All of that is to say, is that there is more going on in our church than is sometimes reported. Now I’m not saying that to be Pollyanna-ish because I’ve had other meetings that didn’t go so well, and there are diocese where I’m not permitted to talk, or speak, and dioceses where I have spoken and I can’t speak at a Catholic facility, that’s also part of the reality.

But there are also other things that are going on as well, and, I think one of the things that we need to do is not only to speak our truth but when we find bishops who are open to pray, and to pray for them.

If this story recounted by Fr. Massingale is true as he has told it, then by complying with Massingale’s wishes and not ousting him from his position as director of vocations for the diocese, Timothy Dolan handed a great deal of power to the pro-homosexual priest.  

This perhaps explains his snarky irreverence toward both his current bishop and Church teaching.

When LifeSiteNews reached out to Cardinal Dolan’s office for comment, his director of communications declined to comment.

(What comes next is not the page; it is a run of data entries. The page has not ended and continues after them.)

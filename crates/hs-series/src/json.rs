//! On-disk results document: a JSON rendition of one run's variables and
//! element tables.

use std::collections::{BTreeMap, HashMap};
use std::fs;
use std::path::Path;

use hs_core::ModelId;
use serde::{Deserialize, Serialize};

use crate::memory::{MemoryResultSource, VariableSeries};
use crate::source::{ResultFlowline, ResultNode};
use crate::{SeriesError, SeriesResult};

/// Serialized form of one run. Pump map keys are external pump ids
/// written as decimal strings, since JSON objects key on strings.
#[derive(Debug, Clone, Serialize, Deserialize)]
pub struct ResultsDocument {
    pub timestamps: Vec<f64>,
    #[serde(default)]
    pub nodes: Vec<ResultNode>,
    #[serde(default)]
    pub flowlines: Vec<ResultFlowline>,
    #[serde(default)]
    pub pump_count: usize,
    #[serde(default, skip_serializing_if = "BTreeMap::is_empty")]
    pub pump_index_map: BTreeMap<String, usize>,
    #[serde(default)]
    pub variables: BTreeMap<String, VariableSeries>,
}

impl ResultsDocument {
    /// Turns the document into a queryable source, parsing pump map keys
    /// and validating axis lengths.
    pub fn into_source(self) -> SeriesResult<MemoryResultSource> {
        let mut pump_index_map = HashMap::new();
        for (key, position) in self.pump_index_map {
            let id: i64 = key
                .parse()
                .map_err(|_| SeriesError::InvalidPumpKey(key.clone()))?;
            pump_index_map.insert(ModelId::new(id), position);
        }
        MemoryResultSource::from_parts(
            self.timestamps,
            self.nodes,
            self.flowlines,
            self.pump_count,
            pump_index_map,
            self.variables,
        )
    }
}

pub fn load_results_json(path: &Path) -> SeriesResult<MemoryResultSource> {
    let text = fs::read_to_string(path)?;
    let doc: ResultsDocument = serde_json::from_str(&text)?;
    doc.into_source()
}

pub fn save_results_json(path: &Path, doc: &ResultsDocument) -> SeriesResult<()> {
    let text = serde_json::to_string_pretty(doc)?;
    fs::write(path, text)?;
    Ok(())
}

Catholics United for the Faith has issued a resolution asking Archbishop Listecki to use his authority to ban Fr. Massingale from leading the upcoming retreat for “gay priests, brothers and deacons.”

The Resolution concludes:

In order to prevent further damage to the Faith, and scandal to the faithful, the St. Gregory VII Chapter of Catholics United for the Faith (CUF) hereby urges you, as Archbishop of Milwaukee, to officially prohibit the exercise of Father Massingale’s participation in the New Ways Ministry retreat.

Write to Doug Mainwaring at [email protected] and Lianne Laurence at [email protected].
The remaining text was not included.